If you're not sure which options to configure, you can update most settings later by upgrading your vCluster with an updated vcluster.yaml. However, some settings—such as the backing store—can only be set during the initial deployment and cannot be changed during an upgrade.

  1. Install the vCluster CLI:

     brew install loft-sh/tap/vcluster-experimental

    If you installed the CLI using brew install vcluster, you should brew uninstall vcluster and then install the experimental version. The binaries in the tap are signed using the Sigstore framework for enhanced security.

    Confirm that you've installed the correct version of the vCluster CLI.

    vcluster --version
  2. Deploy vCluster:

    vcluster create my-vcluster --namespace team-x --values vcluster.yaml
    • Replace my-vcluster with your virtual cluster name
    • Replace team-x with the Kubernetes namespace for deployment
    • Replace vcluster.yaml with the path to your vCluster configuration file
    note

    After installation, vCluster automatically switches your Kubernetes context to the new virtual cluster. You can now run kubectl commands against the virtual cluster.
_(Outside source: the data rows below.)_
//! HTTP router and handlers

use std::sync::Arc;
use std::time::Duration;

use axum::{
    Json, Router,
    extract::{Path, RawQuery, State},
    http::{HeaderMap, Method, StatusCode, header},
    response::{IntoResponse, Response},
    routing::get,
};
use bytes::Bytes;
use quick_xml::escape::escape;
use serde_json::json;
use tower_http::{catch_panic::CatchPanicLayer, compression::CompressionLayer, trace::TraceLayer};
use tracing::{debug, error, warn};

use super::proxy::{OaiProxy, ProxyRequest};
use crate::Error;

const XML_CONTENT_TYPE: &str = "text/xml; charset=utf-8";

/// Shared application state
pub struct AppState {
    /// Proxy core
    pub proxy: Arc<OaiProxy>,
    /// Deadline for one request, backend and transforms included
    pub request_timeout: Duration,
}

/// Create the router
pub fn create_router(state: Arc<AppState>) -> Router {
    Router::new()
        .route("/health", get(health_handler))
        .route("/oai", get(oai_handler).post(oai_handler))
        .route("/record/{format}/{*identifier}", get(record_handler))
        .layer(CatchPanicLayer::new())
        .layer(CompressionLayer::new())
        .layer(TraceLayer::new_for_http())
        .with_state(state)
}

async fn health_handler() -> impl IntoResponse {
    Json(json!({
        "status": "ok",
        "version": env!("CARGO_PKG_VERSION"),
    }))
}

/// OAI-PMH endpoint
async fn oai_handler(
    State(state): State<Arc<AppState>>,
    method: Method,
    headers: HeaderMap,
    RawQuery(query): RawQuery,
    body: Bytes,
) -> Response {
    let mut params: Vec<(String, String)> = query
        .as_deref()
        .map(|q| url::form_urlencoded::parse(q.as_bytes()).into_owned().collect())
        .unwrap_or_default();

    let is_form = headers
        .get(header::CONTENT_TYPE)
        .and_then(|v| v.to_str().ok())
        .is_some_and(|ct| ct.starts_with("application/x-www-form-urlencoded"));
    if method == Method::POST && is_form {
        params.extend(url::form_urlencoded::parse(&body).into_owned());
    }

    let request = ProxyRequest {
        method,
        headers,
        params,
    };

    let result = tokio::time::timeout(state.request_timeout, state.proxy.handle(request))
        .await
        .unwrap_or_else(|_| {
            Err(Error::BackendTimeout(format!(
                "Request exceeded {:?}",
                state.request_timeout
            )))
        });

    match result {
        Ok(response) => {
            debug!(status = %response.status, verb = ?response.query.get("verb"), "Proxied request");
            match response.body() {
                Ok(body) => xml_response(response.status, body),
                Err(e) => e.into_response(),
            }
        }
        Err(e) => e.into_response(),
    }
}

/// Single record in a given format
async fn record_handler(
    State(state): State<Arc<AppState>>,
    Path((format, identifier)): Path<(String, String)>,
) -> Response {
    let lookup = tokio::time::timeout(
        state.request_timeout,
        state.proxy.get_record(&format, &identifier),
    )
    .await
    .unwrap_or_else(|_| {
        Err(Error::BackendTimeout(format!(
            "Request exceeded {:?}",
            state.request_timeout
        )))
    });

    match lookup {
        Ok(Some(fragment)) => xml_response(StatusCode::OK, fragment),
        Ok(None) => {
            debug!(format = %format, identifier = %identifier, "Record not found");
            error_response(
                StatusCode::NOT_FOUND,
                "idDoesNotExist",
                &format!("No record {identifier} in format {format}"),
            )
        }
        Err(e) => e.into_response(),
    }
}

impl IntoResponse for Error {
    fn into_response(self) -> Response {
        let status = self.status_code();
        if status.is_server_error() {
            error!(code = self.code(), error = %self, "Request failed");
        } else {
            warn!(code = self.code(), error = %self, "Request rejected");
        }
        error_response(status, self.code(), &self.to_string())
    }
}

fn xml_response(status: StatusCode, body: String) -> Response {
    (status, [(header::CONTENT_TYPE, XML_CONTENT_TYPE)], body).into_response()
}

fn error_response(status: StatusCode, code: &str, message: &str) -> Response {
    let body = format!(
        "<?xml version=\"1.0\" encoding=\"UTF-8\"?>\n<error code=\"{code}\">{}</error>\n",
        escape(message)
    );
    xml_response(status, body)
}

#[cfg(test)]
mod tests {
    use super::*;

    #[tokio::test]
    async fn test_error_response_is_xml() {
        let response = Error::BackendProtocol("bad <xml>".to_string()).into_response();
        assert_eq!(response.status(), StatusCode::BAD_GATEWAY);
        assert_eq!(response.headers()[header::CONTENT_TYPE], XML_CONTENT_TYPE);

        let body = axum::body::to_bytes(response.into_body(), usize::MAX)
            .await
            .unwrap();
        let body = String::from_utf8(body.to_vec()).unwrap();
        assert!(body.contains("<error code=\"backendProtocol\">"));
        assert!(body.contains("bad &lt;xml&gt;"));
    }

    #[tokio::test]
    async fn test_timeout_maps_to_gateway_timeout() {
        let response = Error::BackendTimeout("slow".to_string()).into_response();
        assert_eq!(response.status(), StatusCode::GATEWAY_TIMEOUT);
    }
}
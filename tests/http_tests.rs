//! HTTP surface tests: router served on an ephemeral port

use std::sync::Arc;
use std::time::Duration;

use async_trait::async_trait;
use oai_proxy::backend::{BackendRequest, BackendResponse, OaiBackend};
use oai_proxy::continuation::MemoryContinuationStore;
use oai_proxy::gateway::{AppState, OaiProxy, create_router};
use oai_proxy::query::QueryTransformer;
use oai_proxy::response::ResponseTransformer;
use oai_proxy::transform::PipelineRegistry;
use oai_proxy::{Error, Result};
use parking_lot::Mutex;
use reqwest::{StatusCode, header};
use tokio::net::TcpListener;

const IDENTIFY: &str = r#"<OAI-PMH xmlns="http://www.openarchives.org/OAI/2.0/">
  <request verb="Identify">http://backend.internal/oai</request>
  <Identify><repositoryName>Test</repositoryName></Identify>
</OAI-PMH>"#;

/// Answers every call with one body, or hangs when `delay` is set
struct EchoBackend {
    body: String,
    delay: Option<Duration>,
    calls: Mutex<Vec<BackendRequest>>,
}

#[async_trait]
impl OaiBackend for EchoBackend {
    async fn fetch(&self, request: BackendRequest) -> Result<BackendResponse> {
        self.calls.lock().push(request);
        if let Some(delay) = self.delay {
            tokio::time::sleep(delay).await;
        }
        if self.body.is_empty() {
            return Err(Error::BackendUnavailable("connection refused".to_string()));
        }
        Ok(BackendResponse {
            status: StatusCode::OK,
            body: self.body.clone(),
        })
    }
}

async fn serve(backend: Arc<EchoBackend>, request_timeout: Duration) -> String {
    let pipelines = Arc::new(PipelineRegistry::new());
    let proxy = OaiProxy::new(
        backend,
        QueryTransformer::new(Arc::clone(&pipelines)),
        ResponseTransformer::new("https://proxy.example/oai", pipelines)
            .with_instruction("xml-stylesheet", "type=\"text/xsl\" href=\"/oai.xsl\"")
            .with_pretty(true),
        Arc::new(MemoryContinuationStore::new()),
    );
    let app = create_router(Arc::new(AppState {
        proxy: Arc::new(proxy),
        request_timeout,
    }));

    let listener = TcpListener::bind("127.0.0.1:0").await.unwrap();
    let addr = listener.local_addr().unwrap();
    tokio::spawn(async move {
        axum::serve(listener, app).await.unwrap();
    });
    format!("http://{addr}")
}

fn backend(body: &str, delay: Option<Duration>) -> Arc<EchoBackend> {
    Arc::new(EchoBackend {
        body: body.to_string(),
        delay,
        calls: Mutex::new(Vec::new()),
    })
}

#[tokio::test]
async fn test_health() {
    let base = serve(backend(IDENTIFY, None), Duration::from_secs(5)).await;
    let text = reqwest::get(format!("{base}/health"))
        .await
        .unwrap()
        .text()
        .await
        .unwrap();
    let body: serde_json::Value = serde_json::from_str(&text).unwrap();
    assert_eq!(body["status"], "ok");
}

#[tokio::test]
async fn test_oai_get_is_rewritten() {
    let echo = backend(IDENTIFY, None);
    let base = serve(Arc::clone(&echo), Duration::from_secs(5)).await;

    let response = reqwest::Client::new()
        .get(format!("{base}/oai?verb=Identify&x-debug=1"))
        .header(header::COOKIE, "session=abc")
        .header("X-Harvester", "test")
        .send()
        .await
        .unwrap();
    assert_eq!(response.status(), StatusCode::OK);
    assert_eq!(
        response.headers()[header::CONTENT_TYPE],
        "text/xml; charset=utf-8"
    );
    let body = response.text().await.unwrap();

    assert!(body.starts_with("<?xml version=\"1.0\" encoding=\"UTF-8\"?>\n"));
    let stylesheet = body
        .find("<?xml-stylesheet type=\"text/xsl\" href=\"/oai.xsl\"?>")
        .unwrap();
    assert!(stylesheet < body.find("<OAI-PMH").unwrap());
    assert!(body.contains(">https://proxy.example/oai</request>"));
    let name = body
        .lines()
        .find(|line| line.trim() == "<repositoryName>Test</repositoryName>")
        .unwrap();
    assert!(name.starts_with(' '));

    let calls = echo.calls.lock();
    assert_eq!(calls[0].args, vec![("verb".to_string(), "Identify".to_string())]);
    assert_eq!(calls[0].headers["x-harvester"], "test");
}

#[tokio::test]
async fn test_oai_post_form() {
    let echo = backend(IDENTIFY, None);
    let base = serve(Arc::clone(&echo), Duration::from_secs(5)).await;

    let response = reqwest::Client::new()
        .post(format!("{base}/oai"))
        .form(&[("verb", "Identify"), ("ignored", "1")])
        .send()
        .await
        .unwrap();
    assert_eq!(response.status(), StatusCode::OK);

    let calls = echo.calls.lock();
    assert_eq!(calls[0].method, reqwest::Method::POST);
    assert_eq!(calls[0].args, vec![("verb".to_string(), "Identify".to_string())]);
}

#[tokio::test]
async fn test_backend_failure_is_bad_gateway() {
    let base = serve(backend("", None), Duration::from_secs(5)).await;
    let response = reqwest::get(format!("{base}/oai?verb=Identify")).await.unwrap();
    assert_eq!(response.status(), StatusCode::BAD_GATEWAY);
    let body = response.text().await.unwrap();
    assert!(body.contains("<error code=\"backendUnavailable\">"));
}

#[tokio::test]
async fn test_request_timeout_is_gateway_timeout() {
    let base = serve(
        backend(IDENTIFY, Some(Duration::from_secs(10))),
        Duration::from_millis(100),
    )
    .await;
    let response = reqwest::get(format!("{base}/oai?verb=Identify")).await.unwrap();
    assert_eq!(response.status(), StatusCode::GATEWAY_TIMEOUT);
}

#[tokio::test]
async fn test_record_not_found() {
    let missing = r#"<OAI-PMH xmlns="http://www.openarchives.org/OAI/2.0/">
  <request verb="GetRecord">x</request>
  <error code="idDoesNotExist">no such record</error>
</OAI-PMH>"#;
    let echo = backend(missing, None);
    let base = serve(Arc::clone(&echo), Duration::from_secs(5)).await;

    let response = reqwest::get(format!("{base}/record/easydb/oai:example.org:42"))
        .await
        .unwrap();
    assert_eq!(response.status(), StatusCode::NOT_FOUND);

    let calls = echo.calls.lock();
    assert_eq!(
        calls[0].args,
        vec![
            ("verb".to_string(), "GetRecord".to_string()),
            ("identifier".to_string(), "oai:example.org:42".to_string()),
            ("metadataPrefix".to_string(), "easydb".to_string()),
        ]
    );
}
Deploy vCluster with the vCluster Platform​

Virtual clusters can be deployed as standalone virtual clusters on host clusters as described above, but there is also a vCluster Platform that is a UI to manage your virtual clusters, host clusters and other resources.

There are many features that are included as part of the vCluster Platform besides having a central management platform for virtual clusters.

If you already have vCluster Platform, learn how to deploy virtual clusters in the platform.